### Task requirements:
In the data below, which lines hold the word "BrandSettings"? Copy them.

### Source information:
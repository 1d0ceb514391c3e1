//! Tolerant markup tokenizer and escaping helpers.
//!
//! Good enough for rendered templates: tags with quoted or bare attributes,
//! comments, void elements and raw-text `script`/`style` bodies. Anything
//! that does not look like a tag is kept as text.

/// Elements that never have content or an end tag.
pub const VOID_ELEMENTS: [&str; 14] = [
    "area", "base", "br", "col", "embed", "hr", "img", "input", "link", "meta", "param", "source",
    "track", "wbr",
];

/// Elements whose body is raw text up to the matching end tag.
const RAW_TEXT_ELEMENTS: [&str; 2] = ["script", "style"];

/// Whether `tag` is a void element.
#[must_use]
pub fn is_void(tag: &str) -> bool {
    VOID_ELEMENTS.contains(&tag)
}

/// Whether `tag` holds raw, unescaped text.
#[must_use]
pub fn is_raw_text(tag: &str) -> bool {
    RAW_TEXT_ELEMENTS.contains(&tag)
}

/// A lexical unit of markup.
#[derive(Debug, Clone, PartialEq, Eq)]
pub enum Token {
    /// `<name attr="v">` or `<name/>`.
    StartTag {
        /// Lower-case tag name.
        name: String,
        /// Attributes in source order, names lower-cased, values decoded.
        attributes: Vec<(String, String)>,
        /// Written with a trailing `/`.
        self_closing: bool,
    },
    /// `</name>`.
    EndTag(String),
    /// Character data with entities decoded.
    Text(String),
    /// Body of a `script` or `style` element, verbatim.
    RawText(String),
    /// `<!-- ... -->` body.
    Comment(String),
}

/// Split `input` into tokens. Never fails.
#[must_use]
pub fn tokenize(input: &str) -> Vec<Token> {
    let mut tokens = Vec::new();
    let mut text = String::new();
    let mut rest = input;

    while let Some(lt) = rest.find('<') {
        text.push_str(&rest[..lt]);
        let tail = &rest[lt..];

        if let Some(body) = tail.strip_prefix("<!--") {
            flush_text(&mut text, &mut tokens);
            let (comment, after) = match body.find("-->") {
                Some(end) => (&body[..end], &body[end + 3..]),
                None => (body, ""),
            };
            tokens.push(Token::Comment(comment.to_string()));
            rest = after;
            continue;
        }

        if tail.starts_with("<!") || tail.starts_with("<?") {
            // doctype and processing instructions carry nothing we keep
            flush_text(&mut text, &mut tokens);
            rest = tail.find('>').map_or("", |end| &tail[end + 1..]);
            continue;
        }

        if let Some(body) = tail.strip_prefix("</") {
            if body.starts_with(|c: char| c.is_ascii_alphabetic()) {
                flush_text(&mut text, &mut tokens);
                let (inner, after) = match body.find('>') {
                    Some(end) => (&body[..end], &body[end + 1..]),
                    None => (body, ""),
                };
                let name = inner
                    .split(|c: char| c.is_whitespace() || c == '/')
                    .next()
                    .unwrap_or_default()
                    .to_ascii_lowercase();
                tokens.push(Token::EndTag(name));
                rest = after;
                continue;
            }
        }

        let Some((token, after)) = start_tag(tail) else {
            text.push('<');
            rest = &tail[1..];
            continue;
        };
        flush_text(&mut text, &mut tokens);

        let raw_name = match &token {
            Token::StartTag {
                name,
                self_closing: false,
                ..
            } if is_raw_text(name) => Some(name.clone()),
            _ => None,
        };
        tokens.push(token);
        rest = after;

        if let Some(name) = raw_name {
            let (body, after) = split_raw_text(rest, &name);
            if !body.is_empty() {
                tokens.push(Token::RawText(body.to_string()));
            }
            rest = after;
        }
    }

    text.push_str(rest);
    flush_text(&mut text, &mut tokens);
    tokens
}

fn flush_text(text: &mut String, tokens: &mut Vec<Token>) {
    if !text.is_empty() {
        tokens.push(Token::Text(decode_entities(text)));
        text.clear();
    }
}

/// Parse a start tag at the beginning of `input` (which starts with `<`).
fn start_tag(input: &str) -> Option<(Token, &str)> {
    let body = &input[1..];
    if !body.starts_with(|c: char| c.is_ascii_alphabetic()) {
        return None;
    }
    let name_end = body
        .find(|c: char| c.is_whitespace() || c == '/' || c == '>')
        .unwrap_or(body.len());
    let name = body[..name_end].to_ascii_lowercase();

    let mut attributes = Vec::new();
    let mut self_closing = false;
    let mut rest = &body[name_end..];

    loop {
        rest = rest.trim_start();
        if rest.is_empty() {
            break;
        }
        if let Some(after) = rest.strip_prefix('>') {
            rest = after;
            break;
        }
        if let Some(after) = rest.strip_prefix("/>") {
            self_closing = true;
            rest = after;
            break;
        }
        if let Some(after) = rest.strip_prefix('/') {
            rest = after;
            continue;
        }

        let key_end = rest
            .find(|c: char| c.is_whitespace() || c == '=' || c == '>' || c == '/')
            .unwrap_or(rest.len())
            .max(1);
        let key = rest[..key_end].to_ascii_lowercase();
        rest = rest[key_end..].trim_start();

        let value = if let Some(after) = rest.strip_prefix('=') {
            let after = after.trim_start();
            let (raw, next) = match after.chars().next() {
                Some(quote @ ('"' | '\'')) => {
                    let inner = &after[1..];
                    match inner.find(quote) {
                        Some(end) => (&inner[..end], &inner[end + 1..]),
                        None => (inner, ""),
                    }
                }
                _ => {
                    let end = after
                        .find(|c: char| c.is_whitespace() || c == '>')
                        .unwrap_or(after.len());
                    (&after[..end], &after[end..])
                }
            };
            rest = next;
            decode_entities(raw)
        } else {
            String::new()
        };

        if !attributes.iter().any(|(k, _): &(String, String)| *k == key) {
            attributes.push((key, value));
        }
    }

    Some((
        Token::StartTag {
            name,
            attributes,
            self_closing,
        },
        rest,
    ))
}

/// Split raw text at the first case-insensitive `</name`.
fn split_raw_text<'a>(input: &'a str, name: &str) -> (&'a str, &'a str) {
    let needle = format!("</{name}");
    let lower = input.to_ascii_lowercase();
    match lower.find(&needle) {
        Some(end) => (&input[..end], &input[end..]),
        None => (input, ""),
    }
}

/// Decode the common named entities and numeric character references.
///
/// Unknown or malformed references are left as written.
#[must_use]
pub fn decode_entities(text: &str) -> String {
    if !text.contains('&') {
        return text.to_string();
    }
    let mut out = String::with_capacity(text.len());
    let mut rest = text;
    while let Some(amp) = rest.find('&') {
        out.push_str(&rest[..amp]);
        let tail = &rest[amp..];
        let decoded = tail
            .find(';')
            .filter(|&semi| semi <= 10)
            .and_then(|semi| entity(&tail[1..semi]).map(|c| (c, semi)));
        if let Some((c, semi)) = decoded {
            out.push(c);
            rest = &tail[semi + 1..];
        } else {
            out.push('&');
            rest = &tail[1..];
        }
    }
    out.push_str(rest);
    out
}

fn entity(name: &str) -> Option<char> {
    match name {
        "amp" => Some('&'),
        "lt" => Some('<'),
        "gt" => Some('>'),
        "quot" => Some('"'),
        "apos" => Some('\''),
        "nbsp" => Some('\u{a0}'),
        _ => {
            let number = name.strip_prefix('#')?;
            let code = match number.strip_prefix(['x', 'X']) {
                Some(hex) => u32::from_str_radix(hex, 16).ok()?,
                None => number.parse().ok()?,
            };
            char::from_u32(code)
        }
    }
}

/// Escape character data for serialization.
#[must_use]
pub fn escape_text(text: &str) -> String {
    let mut out = String::with_capacity(text.len());
    for c in text.chars() {
        match c {
            '&' => out.push_str("&amp;"),
            '<' => out.push_str("&lt;"),
            '>' => out.push_str("&gt;"),
            '\u{a0}' => out.push_str("&nbsp;"),
            c => out.push(c),
        }
    }
    out
}

/// Escape an attribute value for a double-quoted serialization.
#[must_use]
pub fn escape_attribute(value: &str) -> String {
    let mut out = String::with_capacity(value.len());
    for c in value.chars() {
        match c {
            '&' => out.push_str("&amp;"),
            '"' => out.push_str("&quot;"),
            '\u{a0}' => out.push_str("&nbsp;"),
            c => out.push(c),
        }
    }
    out
}
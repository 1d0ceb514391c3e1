//! Error types for template operations.

use thiserror::Error;

/// Result type for template operations.
pub type RemixResult<T> = Result<T, RemixError>;

/// Errors that can occur while loading or inspecting template data.
///
/// Generation, composition and merging never fail on expected edge cases;
/// these errors only surface at the loading edges.
#[derive(Debug, Error)]
pub enum RemixError {
    /// Two sections in one library share an id.
    #[error("Duplicate section id: {0}")]
    DuplicateSection(String),

    /// A master template id was not found.
    #[error("Template not found: {0}")]
    TemplateNotFound(String),

    /// Brand colours were supplied as a string that is not a JSON array.
    #[error("Invalid brand colors: {0}")]
    InvalidBrandColors(String),

    /// JSON serialization/deserialization error.
    #[error("Serialization error: {0}")]
    Serialization(#[from] serde_json::Error),

    /// Reading template data from disk failed.
    #[error("IO error: {0}")]
    Io(#[from] std::io::Error),
}
//! # Section Remix CLI
//!
//! Command-line access to the remix engine.
//!
//! ## Commands
//!
//! - `generate` - print deterministic variations of a template set
//! - `compose` - stitch one template's sections together, optionally merged
//! - `merge` - resolve placeholders and brand theming in markup and style
//! - `edit` - replay a scripted editing session through a live bridge
//!
//! Results go to stdout; logs go to stderr.

#![forbid(unsafe_code)]
#![deny(missing_docs)]
#![deny(clippy::all)]
#![deny(clippy::pedantic)]

use std::collections::BTreeMap;
use std::path::{Path, PathBuf};

use anyhow::Context;
use clap::{Args, Parser, Subcommand};
use remix_bridge::{spawn_bridge, BridgeError, EditorBridge, PointerKind};
use remix_core::{
    compose, find_template, generate, merge, BrandSettings, GenerateOptions, MasterTemplate,
    RenderRequest, SectionLibrary,
};
use serde::de::DeserializeOwned;
use serde::Deserialize;
use serde_json::Value;

/// Command-line arguments for `remix`.
#[derive(Debug, Clone, Parser)]
#[command(name = "remix")]
#[command(about = "Section Remix template tooling")]
#[command(version)]
pub struct CliArgs {
    /// Operation to run.
    #[command(subcommand)]
    pub command: Command,
}

/// `remix` subcommands.
#[derive(Debug, Clone, Subcommand)]
pub enum Command {
    /// Generate template variations.
    Generate(GenerateArgs),
    /// Compose one template from its sections.
    Compose(ComposeArgs),
    /// Merge variables and brand settings into markup.
    Merge(MergeArgs),
    /// Replay an editing script against rendered markup.
    Edit(EditArgs),
}

/// Arguments for `remix generate`.
#[derive(Debug, Clone, Args)]
pub struct GenerateArgs {
    /// JSON array of master templates
    #[arg(long, env = "REMIX_TEMPLATES")]
    pub templates: PathBuf,

    /// JSON array of sections
    #[arg(long, env = "REMIX_SECTIONS")]
    pub sections: PathBuf,

    /// Starting counter of the pseudo-random sequence
    #[arg(long, env = "REMIX_SEED", default_value_t = 1, allow_hyphen_values = true)]
    pub seed: i64,

    /// Number of variations
    #[arg(long, default_value_t = 4)]
    pub count: usize,
}

/// Arguments for `remix compose`.
#[derive(Debug, Clone, Args)]
pub struct ComposeArgs {
    /// JSON array of master templates
    #[arg(long, env = "REMIX_TEMPLATES")]
    pub templates: PathBuf,

    /// JSON array of sections
    #[arg(long, env = "REMIX_SECTIONS")]
    pub sections: PathBuf,

    /// Id of the template to compose
    #[arg(long)]
    pub template_id: String,

    /// Merge the composition and print the rendered output instead
    #[arg(long)]
    pub render: bool,

    /// JSON object of variable values used with `--render`
    #[arg(long)]
    pub variables: Option<PathBuf>,

    /// JSON brand settings used with `--render`
    #[arg(long)]
    pub brand: Option<PathBuf>,
}

/// Arguments for `remix merge`.
#[derive(Debug, Clone, Args)]
pub struct MergeArgs {
    /// Markup template file
    #[arg(long)]
    pub markup: PathBuf,

    /// Style template file
    #[arg(long)]
    pub style: Option<PathBuf>,

    /// JSON object of variable values
    #[arg(long)]
    pub variables: Option<PathBuf>,

    /// JSON brand settings
    #[arg(long)]
    pub brand: Option<PathBuf>,

    /// Print a full HTML document instead of JSON
    #[arg(long)]
    pub document: bool,

    /// With `--document`, include the editor hover and selection outlines
    #[arg(long, requires = "document")]
    pub editor: bool,
}

/// Arguments for `remix edit`.
#[derive(Debug, Clone, Args)]
pub struct EditArgs {
    /// Rendered markup to edit
    #[arg(long)]
    pub markup: PathBuf,

    /// JSON-lines script of host messages and pointer events
    #[arg(long)]
    pub script: PathBuf,
}

/// Configuration for `generate`.
#[derive(Debug, Clone)]
pub struct GenerateConfig {
    /// Master template file.
    pub templates: PathBuf,
    /// Section library file.
    pub sections: PathBuf,
    /// Generator options.
    pub options: GenerateOptions,
}

impl From<GenerateArgs> for GenerateConfig {
    fn from(args: GenerateArgs) -> Self {
        Self {
            templates: args.templates,
            sections: args.sections,
            options: GenerateOptions::new(args.seed, args.count),
        }
    }
}

/// Configuration for `compose`.
#[derive(Debug, Clone)]
pub struct ComposeConfig {
    /// Master template file.
    pub templates: PathBuf,
    /// Section library file.
    pub sections: PathBuf,
    /// Template to compose.
    pub template_id: String,
    /// Values and brand to merge with; `None` prints the raw composition.
    pub render: Option<RenderInputs>,
}

/// Variable and brand files for a merge.
#[derive(Debug, Clone, Default)]
pub struct RenderInputs {
    /// JSON object of variable values.
    pub variables: Option<PathBuf>,
    /// JSON brand settings.
    pub brand: Option<PathBuf>,
}

impl From<ComposeArgs> for ComposeConfig {
    fn from(args: ComposeArgs) -> Self {
        Self {
            templates: args.templates,
            sections: args.sections,
            template_id: args.template_id,
            render: args.render.then_some(RenderInputs {
                variables: args.variables,
                brand: args.brand,
            }),
        }
    }
}

/// How `merge` prints its result.
#[derive(Debug, Clone, Copy, PartialEq, Eq)]
pub enum MergeOutput {
    /// `{"markup": ..., "style": ...}`.
    Json,
    /// A standalone HTML page.
    Document,
    /// A standalone HTML page with editor outlines.
    EditorDocument,
}

/// Configuration for `merge`.
#[derive(Debug, Clone)]
pub struct MergeConfig {
    /// Markup template file.
    pub markup: PathBuf,
    /// Style template file.
    pub style: Option<PathBuf>,
    /// Variable and brand files.
    pub inputs: RenderInputs,
    /// Output form.
    pub output: MergeOutput,
}

impl From<MergeArgs> for MergeConfig {
    fn from(args: MergeArgs) -> Self {
        let output = match (args.document, args.editor) {
            (true, true) => MergeOutput::EditorDocument,
            (true, false) => MergeOutput::Document,
            (false, _) => MergeOutput::Json,
        };
        Self {
            markup: args.markup,
            style: args.style,
            inputs: RenderInputs {
                variables: args.variables,
                brand: args.brand,
            },
            output,
        }
    }
}

/// Configuration for `edit`.
#[derive(Debug, Clone)]
pub struct EditConfig {
    /// Rendered markup file.
    pub markup: PathBuf,
    /// Script file.
    pub script: PathBuf,
}

impl From<EditArgs> for EditConfig {
    fn from(args: EditArgs) -> Self {
        Self {
            markup: args.markup,
            script: args.script,
        }
    }
}

/// One line of an `edit` script.
///
/// Pointer lines look like `{"pointer": "click", "path": [0, 1]}`, where the
/// path indexes element children from `body` and an empty path is `body`
/// itself. Any other JSON line is sent to the document as a host message.
#[derive(Debug, Clone, PartialEq, Deserialize)]
#[serde(untagged)]
pub enum ScriptStep {
    /// A pointer event on the element at `path`.
    Pointer {
        /// Event kind.
        pointer: PointerKind,
        /// Element-child indices from `body`.
        #[serde(default)]
        path: Vec<usize>,
    },
    /// A host message, forwarded as JSON text.
    Host(Value),
}

/// Parse an `edit` script. Blank lines and lines starting with `#` are skipped.
///
/// # Errors
///
/// Returns an error naming the line if a line is not JSON.
pub fn parse_script(text: &str) -> anyhow::Result<Vec<ScriptStep>> {
    text.lines()
        .enumerate()
        .filter(|(_, line)| {
            let line = line.trim();
            !line.is_empty() && !line.starts_with('#')
        })
        .map(|(n, line)| {
            serde_json::from_str(line).with_context(|| format!("script line {}", n + 1))
        })
        .collect()
}

/// Run a parsed command and return what it prints.
///
/// # Errors
///
/// Returns an error if an input file cannot be read or parsed, or if the
/// requested template does not exist.
pub async fn run(args: CliArgs) -> anyhow::Result<String> {
    match args.command {
        Command::Generate(args) => run_generate(&args.into()),
        Command::Compose(args) => run_compose(&args.into()),
        Command::Merge(args) => run_merge(&args.into()),
        Command::Edit(args) => Ok(run_edit(&args.into()).await?.join("\n")),
    }
}

/// Generate variations and render them as pretty JSON.
///
/// # Errors
///
/// Returns an error if an input file cannot be read or parsed.
pub fn run_generate(config: &GenerateConfig) -> anyhow::Result<String> {
    let templates = load_templates(&config.templates)?;
    let library = load_library(&config.sections)?;

    let variations = generate(&templates, &library, config.options);
    tracing::info!(
        seed = config.options.seed,
        templates = templates.len(),
        "Generated {} variations",
        variations.len()
    );
    Ok(serde_json::to_string_pretty(&variations)?)
}

/// Compose one template, optionally merging it, as pretty JSON.
///
/// # Errors
///
/// Returns an error if an input file cannot be read or parsed, if the
/// template does not exist or if none of its sections is in the library.
pub fn run_compose(config: &ComposeConfig) -> anyhow::Result<String> {
    let templates = load_templates(&config.templates)?;
    let library = load_library(&config.sections)?;
    let template = find_template(&templates, &config.template_id)?;

    let composed = compose(template, &library).with_context(|| {
        format!(
            "none of the sections of template {} are in the library",
            template.id
        )
    })?;
    tracing::info!(template = %template.id, sections = composed.sections.len(), "Composed template");

    match &config.render {
        None => Ok(serde_json::to_string_pretty(&composed)?),
        Some(inputs) => {
            let (variables, brand) = load_render_inputs(inputs)?;
            let rendered = merge(&composed.render_request(&variables, brand));
            Ok(serde_json::to_string_pretty(&rendered)?)
        }
    }
}

/// Merge a markup/style pair.
///
/// # Errors
///
/// Returns an error if an input file cannot be read or parsed.
pub fn run_merge(config: &MergeConfig) -> anyhow::Result<String> {
    let markup = read_text(&config.markup)?;
    let style = config
        .style
        .as_deref()
        .map(read_text)
        .transpose()?
        .unwrap_or_default();
    let (variables, brand) = load_render_inputs(&config.inputs)?;

    let mut request = RenderRequest::new(markup, style).with_variables(variables);
    if let Some(brand) = brand {
        request = request.with_brand(brand);
    }
    let rendered = merge(&request);
    tracing::info!(
        variables = request.variables.len(),
        branded = request.brand_settings.is_some(),
        "Merged template"
    );

    Ok(match config.output {
        MergeOutput::Json => serde_json::to_string_pretty(&rendered)?,
        MergeOutput::Document => rendered.to_document(None),
        MergeOutput::EditorDocument => EditorBridge::preview_document(&rendered),
    })
}

/// Replay an editing script and return every outbound message as JSON text.
///
/// # Errors
///
/// Returns an error if an input file cannot be read or a script line is not
/// JSON.
pub async fn run_edit(config: &EditConfig) -> anyhow::Result<Vec<String>> {
    let markup = read_text(&config.markup)?;
    let steps = parse_script(&read_text(&config.script)?)?;
    let step_count = steps.len();

    let (handle, mut host) = spawn_bridge(EditorBridge::from_markup(&markup));
    for (n, step) in steps.into_iter().enumerate() {
        match step {
            ScriptStep::Pointer { pointer, path } => {
                if handle.pointer_at(pointer, path.clone()).await?.is_none() {
                    tracing::warn!(step = n + 1, ?path, "No element at path");
                }
            }
            ScriptStep::Host(message) => handle.send_raw(message.to_string())?,
        }
    }
    handle.shutdown().await?;

    let mut lines = Vec::new();
    loop {
        match host.recv().await {
            Ok(message) => lines.push(message.to_json()?),
            Err(BridgeError::Closed) => break,
            Err(e) => return Err(e.into()),
        }
    }
    tracing::info!(steps = step_count, messages = lines.len(), "Replayed edit script");
    Ok(lines)
}

fn read_text(path: &Path) -> anyhow::Result<String> {
    std::fs::read_to_string(path).with_context(|| format!("failed to read {}", path.display()))
}

fn read_json<T: DeserializeOwned>(path: &Path) -> anyhow::Result<T> {
    let text = read_text(path)?;
    serde_json::from_str(&text).with_context(|| format!("failed to parse {}", path.display()))
}

fn load_templates(path: &Path) -> anyhow::Result<Vec<MasterTemplate>> {
    MasterTemplate::load_list(path).with_context(|| format!("loading templates from {}", path.display()))
}

fn load_library(path: &Path) -> anyhow::Result<SectionLibrary> {
    SectionLibrary::load(path).with_context(|| format!("loading sections from {}", path.display()))
}

fn load_render_inputs(
    inputs: &RenderInputs,
) -> anyhow::Result<(BTreeMap<String, Value>, Option<BrandSettings>)> {
    let variables = inputs
        .variables
        .as_deref()
        .map(read_json::<BTreeMap<String, Value>>)
        .transpose()?
        .unwrap_or_default();
    let brand = inputs
        .brand
        .as_deref()
        .map(read_json::<BrandSettings>)
        .transpose()?;
    Ok((variables, brand))
}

### Solution below:
    compose, find_template, generate, merge, BrandSettings, GenerateOptions, MasterTemplate,
) -> anyhow::Result<(BTreeMap<String, Value>, Option<BrandSettings>)> {
        .map(read_json::<BrandSettings>)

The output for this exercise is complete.